4.1 Build a library of real examples

  • Save a mix of great, average, and “needs work” calls.
  • Use these in training to show what good (and not-so-good) sounds like.
  • Get team input—what do they think about these calls? You’ll learn a lot.

4.2 Practice with real scenarios

Don’t just play recordings at new hires and hope they absorb it. Try:

  • Pausing calls and asking, “What would you say next?”
  • Role-playing based on actual tricky moments from recordings.
  • Letting folks review their own calls and pick one to discuss—people are usually their own toughest critics.

4.3 Avoid common training traps

  • Don’t only show “perfect” calls—those aren’t real life.
  • Don’t use call recordings as a threat (as in, “We’re always watching.”)
  • Focus on progress, not perfection.

Step 5: Manage privacy and permissions the right way

This isn’t exciting, but it’s important.

  • Double-check who can access recordings. Not everyone needs to hear every call.
  • Delete recordings you no longer need—Callblitz lets you set this up automatically.
  • If customers ask for a copy of their call, know how to find and send it (or explain why you can’t).

If you mess up here, you could face privacy complaints, trust issues, or worse. Don’t cut corners.


What works, what doesn’t, and what to skip

What actually helps:

  • Short, regular reviews. Don’t do a marathon session once a year—make it ongoing, and less painful.
  • Real feedback. Be honest, specific, and fair. Vague “do better” comments help nobody.
  • Team buy-in. If your team sees recordings as a tool for them, not against them, you’ll get way better results.

What to ignore:

  • Obsessive “scorecards” with 20 checkboxes. They take forever and nobody reads them.
  • Overly complex analytics dashboards. Unless you have hundreds of agents or strict compliance, keep it simple.
  • Recording every single call forever. It’s a privacy nightmare and a storage bill waiting to happen.

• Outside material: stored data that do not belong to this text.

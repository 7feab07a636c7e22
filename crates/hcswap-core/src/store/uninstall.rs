use crate::tool::Tool;
use std::fs;
use std::io;
use std::path::Path;

/// Deletes `<store_root>/<version>` and everything below it
///
/// Removing a version that is not there succeeds. The active link is left
/// alone even when it points into the removed directory.
pub fn uninstall(tool: Tool, store_root: &Path, version: &str) -> io::Result<()> {
    let version_dir = store_root.join(version);

    match fs::remove_dir_all(&version_dir) {
        Ok(()) => {
            log::info!("removed {} {} ({})", tool, version, version_dir.display());
            Ok(())
        }
        Err(e) if e.kind() == io::ErrorKind::NotFound => {
            log::debug!("{} already absent", version_dir.display());
            Ok(())
        }
        Err(e) => Err(e),
    }
}
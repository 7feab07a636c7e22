pub mod available;
pub mod current;
pub mod install;
pub mod list;
pub mod session;
pub mod uninstall;
pub mod use_version;

use colored::Colorize;
use hcswap::engine::warn_if_not_reachable;
use hcswap_core::Tool;
use hcswap_core::store::show_version;
use std::path::Path;

/// Success line, `--version` banner and PATH check after a link change
fn report_activation(tool: Tool, version: &str, link: &Path) {
    println!(
        "{} {} now points to {} {}",
        "✓".green().bold(),
        link.display(),
        tool,
        version
    );
    show_version(link);
    warn_if_not_reachable(tool, link);
}
//! Release catalog: the HTML index listing published versions of a tool

mod listing;

pub use listing::{PROMO_HREF, normalize_href, parse_listing};

use crate::error::FetchError;
use hcswap_core::Tool;
use reqwest::blocking::Client;
use url::Url;

/// Parses a configured catalog location
pub fn parse_catalog_url(raw: &str) -> Result<Url, FetchError> {
    Ok(base_url(&Url::parse(raw.trim())?))
}

/// Catalog base with a trailing slash so relative joins append to it
pub(crate) fn base_url(url: &Url) -> Url {
    let mut base = url.clone();
    if !base.path().ends_with('/') {
        let path = format!("{}/", base.path());
        base.set_path(&path);
    }
    base
}

/// `<catalog>/<tool>/`
pub fn listing_url(catalog_url: &Url, tool: Tool) -> Result<Url, FetchError> {
    Ok(base_url(catalog_url).join(&format!("{}/", tool.canonical_name()))?)
}

/// Fetches the tool's listing and returns at most `limit` versions in
/// document order
///
/// # Errors
///
/// `Request` or `Status` when the listing cannot be retrieved. A listing
/// without version links is not an error; it yields an empty list.
pub fn list_versions(
    client: &Client,
    catalog_url: &Url,
    tool: Tool,
    limit: usize,
) -> Result<Vec<String>, FetchError> {
    let url = listing_url(catalog_url, tool)?;
    log::debug!("fetching catalog listing {}", url);

    let response = client
        .get(url.as_str())
        .send()
        .map_err(|e| FetchError::Request {
            url: url.clone(),
            source: e,
        })?;

    let status = response.status();
    if !status.is_success() {
        return Err(FetchError::Status { url, status });
    }

    let body = response.text().map_err(|e| FetchError::Request {
        url: url.clone(),
        source: e,
    })?;

    let versions = parse_listing(&body, tool.canonical_name(), limit).map_err(|e| {
        FetchError::Io {
            operation: format!("parse catalog listing {}", url),
            source: e,
        }
    })?;

    log::debug!("catalog offered {} {} versions", versions.len(), tool);
    Ok(versions)
}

Wrapping up: Keep it simple and keep improving

Recording and reviewing calls in Callblitz isn’t complicated, but it’s easy to overthink it. Stick to the basics: record, review a few calls regularly, give honest feedback, and use real examples in training. Keep your process simple, protect your team’s and customers’ privacy, and tweak things as you go. That’s how you actually get better—not by drowning in data, but by making small, steady improvements.